Так молча, но согласно и энергично женщины своими действиями проголосовали за предложение Розии-биби.
Командиры и Саттар направились к дверям. Но у выхода Кадыров вдруг забеспокоился.
— Как же ты один останешься здесь? — негромко сказал он Кольчугину. В глазах этого всегда спокойного и хладнокровного человека отразилась такая тревога, что Кольчугину захотелось обнять своего молчаливого помощника. А Кадыров продолжал взволнованно шептать на ухо:
— Лучше ты иди, а я останусь. Ведь когда Кара-Сакал почувствует, что действительно попал в ловушку, он драться будет. А ты командир полка, тебе нельзя рисковать.
— Ничего, ничего, Нияз, — успокоил друга Кольчугин. — Остаться должен я. Так захотели женщины. А ты иди, предупреди бойцов, чтобы в случае чего… Ну, да ты сам знаешь. В общем, иди, все будет хорошо.
Остальное произошло почти с молниеносной быстротой. Едва лишь Кадыров и Саттар вышли из чайханы, как Розия-биби, все еще стоявшая на помосте, соскочила на пол, подошла к сгрудившимся в углу женщинам, пошепталась о чем-то с двумя-тремя из них, а затем, обращаясь ко всем, крикнула:
— Ну, сестры! Я пойду первая, а вы за мною. Не будет Кара-Сакал смеяться над женщинами Ширин-Таша, и не будут жены и дети бедняков гибнуть под ножами его басмачей. Я пошла! Делайте, как я! Смелее, сестры!
Круто повернувшись, Розия-биби пересекла помещение чайханы по направлению к двери, у которой стоял Кольчугин. Поравнявшись с командиром, она резким движением откинула с лица чачван. На Кольчугина строго и в то же время ласково взглянули глаза пожилой женщины, прожившей нелегкую жизнь.
В тот же момент по чайхане гулко раскатился выстрел. Розия-биби, без крика, схватившись за грудь, повалилась на пол. Кольчугин едва успел подхватить ее.
«Из-под паранджи, сволочь, стреляет, — пронеслось в голове комполка. — Вон из-под той зеленой, обшитой тесьмой! Но почему не по мне? Женщин терроризировать думает».
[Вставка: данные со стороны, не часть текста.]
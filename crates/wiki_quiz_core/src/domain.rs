//! crates/wiki_quiz_core/src/domain.rs
//!
//! Defines the pure, core data structures for the application.
//! The quiz types double as the structured-output contract for the model,
//! so they carry `serde` and `schemars` derives but no storage details.

use chrono::{DateTime, Utc};
use schemars::JsonSchema;
use serde::{Deserialize, Serialize};
use std::collections::BTreeMap;

/// Number of answer options every quiz question must carry.
pub const OPTIONS_PER_QUESTION: usize = 4;

//=========================================================================================
// Generation Output
//=========================================================================================

/// How hard a quiz question is.
#[derive(Debug, Clone, Copy, PartialEq, Eq, Hash, Serialize, Deserialize, JsonSchema)]
#[cfg_attr(feature = "openapi", derive(utoipa::ToSchema))]
#[serde(rename_all = "lowercase")]
pub enum Difficulty {
    #[serde(alias = "Easy", alias = "EASY")]
    Easy,
    #[serde(alias = "Medium", alias = "MEDIUM")]
    Medium,
    #[serde(alias = "Hard", alias = "HARD")]
    Hard,
}

/// A single multiple-choice question.
#[derive(Debug, Clone, PartialEq, Eq, Serialize, Deserialize, JsonSchema)]
#[cfg_attr(feature = "openapi", derive(utoipa::ToSchema))]
pub struct QuizQuestion {
    /// The question text.
    pub question: String,
    /// Exactly four answer options.
    pub options: Vec<String>,
    /// The correct answer; must be the exact text of one of the options.
    pub answer: String,
    /// Difficulty level (easy, medium or hard).
    pub difficulty: Difficulty,
    /// A short explanation of why the answer is correct.
    pub explanation: String,
}

/// A term and its definition, for spaced-repetition review.
#[derive(Debug, Clone, PartialEq, Eq, Serialize, Deserialize, JsonSchema)]
#[cfg_attr(feature = "openapi", derive(utoipa::ToSchema))]
pub struct Flashcard {
    pub term: String,
    pub definition: String,
}

/// The full structured artifact generated for one source document.
#[derive(Debug, Clone, PartialEq, Eq, Serialize, Deserialize, JsonSchema)]
#[cfg_attr(feature = "openapi", derive(utoipa::ToSchema))]
pub struct QuizArtifact {
    /// The official title of the article.
    pub title: String,
    /// A 2-3 sentence summary of the article.
    pub summary: String,
    /// Entity category (people, organizations, locations, ...) to entity names.
    #[serde(default)]
    pub key_entities: BTreeMap<String, Vec<String>>,
    /// The main section headings of the article.
    #[serde(default)]
    pub sections: Vec<String>,
    /// 5-10 quiz questions.
    pub quiz: Vec<QuizQuestion>,
    /// 3-5 related topics for further reading.
    #[serde(default)]
    pub related_topics: Vec<String>,
    /// 5-10 flashcards.
    #[serde(default)]
    pub flashcards: Vec<Flashcard>,
}

/// Reasons a parsed artifact does not satisfy the output contract.
#[derive(Debug, Clone, PartialEq, Eq, thiserror::Error)]
pub enum SchemaViolation {
    #[error("artifact title is empty")]
    EmptyTitle,
    #[error("artifact contains no quiz questions")]
    EmptyQuiz,
    #[error("question {index} has {found} options, expected 4")]
    WrongOptionCount { index: usize, found: usize },
    #[error("question {index} answer '{answer}' is not one of its options")]
    AnswerNotInOptions { index: usize, answer: String },
}

impl QuizQuestion {
    fn validate(&self, index: usize) -> Result<(), SchemaViolation> {
        if self.options.len() != OPTIONS_PER_QUESTION {
            return Err(SchemaViolation::WrongOptionCount {
                index,
                found: self.options.len(),
            });
        }
        if !self.options.iter().any(|o| o == &self.answer) {
            return Err(SchemaViolation::AnswerNotInOptions {
                index,
                answer: self.answer.clone(),
            });
        }
        Ok(())
    }
}

impl QuizArtifact {
    /// Checks the invariants serde cannot express on its own.
    pub fn validate(&self) -> Result<(), SchemaViolation> {
        if self.title.trim().is_empty() {
            return Err(SchemaViolation::EmptyTitle);
        }
        if self.quiz.is_empty() {
            return Err(SchemaViolation::EmptyQuiz);
        }
        self.quiz
            .iter()
            .enumerate()
            .try_for_each(|(index, q)| q.validate(index))
    }

    /// Serializes the artifact into the blob form kept by the stores.
    pub fn to_blob(&self) -> serde_json::Result<String> {
        serde_json::to_string(self)
    }

    /// Restores an artifact from its stored blob form.
    pub fn from_blob(blob: &str) -> serde_json::Result<Self> {
        serde_json::from_str(blob)
    }
}

//=========================================================================================
// Persisted Records
//=========================================================================================

/// One cached generation, keyed uniquely by its source URL.
#[derive(Debug, Clone, PartialEq)]
pub struct HistoryRecord {
    pub id: i64,
    pub url: String,
    pub title: String,
    pub created_at: DateTime<Utc>,
    pub artifact: QuizArtifact,
}

/// The listing view of a `HistoryRecord`, without the artifact payload.
#[derive(Debug, Clone, PartialEq, Serialize, Deserialize)]
#[cfg_attr(feature = "openapi", derive(utoipa::ToSchema))]
pub struct HistorySummary {
    pub id: i64,
    pub url: String,
    pub title: String,
    pub created_at: DateTime<Utc>,
}

impl From<&HistoryRecord> for HistorySummary {
    fn from(record: &HistoryRecord) -> Self {
        Self {
            id: record.id,
            url: record.url.clone(),
            title: record.title.clone(),
            created_at: record.created_at,
        }
    }
}

/// What callers receive for a quiz: the artifact plus its record metadata.
#[derive(Debug, Clone, PartialEq, Serialize, Deserialize)]
#[cfg_attr(feature = "openapi", derive(utoipa::ToSchema))]
pub struct ResolvedQuiz {
    pub id: i64,
    pub url: String,
    pub created_at: DateTime<Utc>,
    #[serde(flatten)]
    pub artifact: QuizArtifact,
}

impl From<HistoryRecord> for ResolvedQuiz {
    fn from(record: HistoryRecord) -> Self {
        Self {
            id: record.id,
            url: record.url,
            created_at: record.created_at,
            artifact: record.artifact,
        }
    }
}

/// Per-client request accounting for the fixed-window rate limiter.
#[derive(Debug, Clone, PartialEq, Eq)]
pub struct UsageWindow {
    pub client_key: String,
    pub count: u32,
    pub window_start: DateTime<Utc>,
}

/// Title and cleaned body text of a fetched source document.
#[derive(Debug, Clone, PartialEq, Eq)]
pub struct ExtractedDocument {
    pub title: String,
    pub text: String,
}


#[cfg(test)]
mod tests {
    use super::fixtures::{artifact, question};
    use super::*;
    use proptest::prelude::*;

    #[test]
    fn valid_artifact_passes_validation() {
        assert_eq!(artifact("Coffee").validate(), Ok(()));
    }

    #[test]
    fn answer_outside_options_is_rejected() {
        let mut a = artifact("Coffee");
        a.quiz.push(question("Ethiopia"));
        assert_eq!(
            a.validate(),
            Err(SchemaViolation::AnswerNotInOptions {
                index: 1,
                answer: "Ethiopia".to_string()
            })
        );
    }

    #[test]
    fn wrong_option_count_is_rejected() {
        let mut a = artifact("Coffee");
        a.quiz[0].options.pop();
        assert_eq!(
            a.validate(),
            Err(SchemaViolation::WrongOptionCount { index: 0, found: 3 })
        );
    }

    #[test]
    fn blank_title_and_empty_quiz_are_rejected() {
        let mut a = artifact("  ");
        assert_eq!(a.validate(), Err(SchemaViolation::EmptyTitle));
        a.title = "Coffee".to_string();
        a.quiz.clear();
        assert_eq!(a.validate(), Err(SchemaViolation::EmptyQuiz));
    }

    #[test]
    fn optional_collections_default_when_missing() {
        let json = r#"{
            "title": "Coffee",
            "summary": "A drink.",
            "quiz": [{
                "question": "q?",
                "options": ["a", "b", "c", "d"],
                "answer": "c",
                "difficulty": "Hard",
                "explanation": "because"
            }]
        }"#;
        let a: QuizArtifact = serde_json::from_str(json).unwrap();
        assert!(a.key_entities.is_empty());
        assert!(a.flashcards.is_empty());
        assert_eq!(a.quiz[0].difficulty, Difficulty::Hard);
        assert_eq!(a.validate(), Ok(()));
    }

    #[test]
    fn resolved_quiz_flattens_artifact_fields() {
        let record = HistoryRecord {
            id: 7,
            url: "https://example.org/Coffee".to_string(),
            title: "Coffee".to_string(),
            created_at: Utc::now(),
            artifact: artifact("Coffee"),
        };
        let value = serde_json::to_value(ResolvedQuiz::from(record)).unwrap();
        assert_eq!(value["id"], 7);
        assert_eq!(value["title"], "Coffee");
        assert_eq!(value["quiz"][0]["difficulty"], "medium");
        assert!(value.get("artifact").is_none());
    }

    fn text() -> impl Strategy<Value = String> {
        "[a-zA-Z0-9 ,.'\"\\\\?-]{0,24}"
    }

    fn difficulty() -> impl Strategy<Value = Difficulty> {
        prop_oneof![
            Just(Difficulty::Easy),
            Just(Difficulty::Medium),
            Just(Difficulty::Hard)
        ]
    }

    fn quiz_question() -> impl Strategy<Value = QuizQuestion> {
        (
            text(),
            prop::collection::vec(text(), OPTIONS_PER_QUESTION),
            0..OPTIONS_PER_QUESTION,
            difficulty(),
            text(),
        )
            .prop_map(|(question, options, pick, difficulty, explanation)| QuizQuestion {
                question,
                answer: options[pick].clone(),
                options,
                difficulty,
                explanation,
            })
    }

    fn quiz_artifact() -> impl Strategy<Value = QuizArtifact> {
        (
            "[A-Za-z][A-Za-z ]{0,16}",
            text(),
            prop::collection::btree_map(text(), prop::collection::vec(text(), 0..4), 0..4),
            prop::collection::vec(text(), 0..5),
            prop::collection::vec(quiz_question(), 1..6),
            prop::collection::vec(text(), 0..5),
            prop::collection::vec(
                (text(), text()).prop_map(|(term, definition)| Flashcard { term, definition }),
                0..5,
            ),
        )
            .prop_map(
                |(title, summary, key_entities, sections, quiz, related_topics, flashcards)| {
                    QuizArtifact {
                        title,
                        summary,
                        key_entities,
                        sections,
                        quiz,
                        related_topics,
                        flashcards,
                    }
                },
            )
    }

    proptest! {
        #[test]
        fn blob_round_trip_is_lossless(a in quiz_artifact()) {
            prop_assert_eq!(a.validate(), Ok(()));
            let blob = a.to_blob().unwrap();
            prop_assert_eq!(QuizArtifact::from_blob(&blob).unwrap(), a);
        }
    }
}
Многоголосым воплем ответили женщины на неожиданный выстрел. Через раскрытые окна вскочили в чайхану красноармейцы с карабинами наперевес, но, остановленные окриком Кольчугина: «Назад!», замерли у стен. К лежавшей на полу Розии-биби подбежал Саттар, не говоря ни слова, поднял ее на руки и вынес из чайханы. По худому лицу старого кузнеца катились крупные слезы.
«Нельзя сейчас брать. Отстреливаться будет. Женщин переранит, — быстро пронеслось в голове Кольчугина. — Пусть все по очереди выходят, не поднимая чачванов. Я с ним здесь у дверей схвачусь!»
Кольчугин окинул взглядом заметавшихся в ужасе женщин. «Перехитрил нас, гадина! — подумал он. — Какую женщину успел застрелить».